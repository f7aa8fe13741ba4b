use serde::Serialize;

/// Observable playback state of a [`PathAnimationController`](super::PathAnimationController).
#[derive(Debug, Clone, Copy, PartialEq, Serialize)]
pub struct PlaybackState {
    /// Normalized position along the path, always within `[0, 1]`.
    pub progress: f32,
    pub is_playing: bool,
    pub is_scrubbing: bool,
    /// Playback speed in world units (metres) per second.
    pub speed: f32,
}

impl PlaybackState {
    pub(crate) fn new(speed: f32) -> Self {
        Self {
            progress: 0.0,
            is_playing: false,
            is_scrubbing: false,
            speed,
        }
    }

    /// Back to the start of a freshly loaded path.
    pub(crate) fn rewind(&mut self) {
        self.progress = 0.0;
        self.is_playing = false;
        self.is_scrubbing = false;
    }
}

/// State machine phases.
///
/// ```text
///            load_path
///   Idle ─────────────────▶ Paused ◀──────────────┐
///                           │  ▲  │               │
///                   play()  │  │  │ scrub()       │ end_scrub()
///                           ▼  │  ▼               │
///                      Playing  Scrubbing ────────┘
///        pause() / end reached ┘   play() → Playing
/// ```
#[derive(Debug, Clone, Copy, PartialEq, Eq, Hash, Serialize)]
pub enum PlaybackPhase {
    /// No path loaded.
    Idle,
    Playing,
    Paused,
    Scrubbing,
}

impl PlaybackPhase {
    pub(crate) fn of(has_path: bool, state: &PlaybackState) -> Self {
        if !has_path {
            Self::Idle
        } else if state.is_scrubbing {
            Self::Scrubbing
        } else if state.is_playing {
            Self::Playing
        } else {
            Self::Paused
        }
    }
}
//! Camera Path Model
//!
//! - [`ControlPoint`]: a waypoint (fraction, position, look direction, up vector)
//! - [`CameraPath`]: a validated, immutable sequence of waypoints with its arc length
//! - [`PathProvider`] / [`PathLibrary`]: where control points come from

pub mod camera_path;
pub mod control_point;
pub mod provider;

pub use camera_path::CameraPath;
pub use control_point::ControlPoint;
pub use provider::{PathLibrary, PathProvider};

> _Your goal_
Repeat all the material exactly as it stands.

> _Result for this task_
repository f7aa8fe13741ba4b
use serde::Serialize;

/// Observable playback state of a [`PathAnimationController`](super::PathAnimationController).
#[derive(Debug, Clone, Copy, PartialEq, Serialize)]
pub struct PlaybackState {
    /// Normalized position along the path, always within `[0, 1]`.
    pub progress: f32,
    pub is_playing: bool,
    pub is_scrubbing: bool,
    /// Playback speed in world units (metres) per second.
    pub speed: f32,
}

impl PlaybackState {
    pub(crate) fn new(speed: f32) -> Self {
        Self {
            progress: 0.0,
            is_playing: false,
            is_scrubbing: false,
            speed,
        }
    }

    /// Back to the start of a freshly loaded path.
    pub(crate) fn rewind(&mut self) {
        self.progress = 0.0;
        self.is_playing = false;
        self.is_scrubbing = false;
    }
}

/// State machine phases.
///
/// ```text
///            load_path
///   Idle ─────────────────▶ Paused ◀──────────────┐
///                           │  ▲  │               │
///                   play()  │  │  │ scrub()       │ end_scrub()
///                           ▼  │  ▼               │
///                      Playing  Scrubbing ────────┘
///        pause() / end reached ┘   play() → Playing
/// ```
#[derive(Debug, Clone, Copy, PartialEq, Eq, Hash, Serialize)]
pub enum PlaybackPhase {
    /// No path loaded.
    Idle,
    Playing,
    Paused,
    Scrubbing,
}

impl PlaybackPhase {
    pub(crate) fn of(has_path: bool, state: &PlaybackState) -> Self {
        if !has_path {
            Self::Idle
        } else if state.is_scrubbing {
            Self::Scrubbing
        } else if state.is_playing {
            Self::Playing
        } else {
            Self::Paused
        }
    }
}
//! Camera Path Model
//!
//! - [`ControlPoint`]: a waypoint (fraction, position, look direction, up vector)
//! - [`CameraPath`]: a validated, immutable sequence of waypoints with its arc length
//! - [`PathProvider`] / [`PathLibrary`]: where control points come from

pub mod camera_path;
pub mod control_point;
pub mod provider;

pub use camera_path::CameraPath;
pub use control_point::ControlPoint;
pub use provider::{PathLibrary, PathProvider};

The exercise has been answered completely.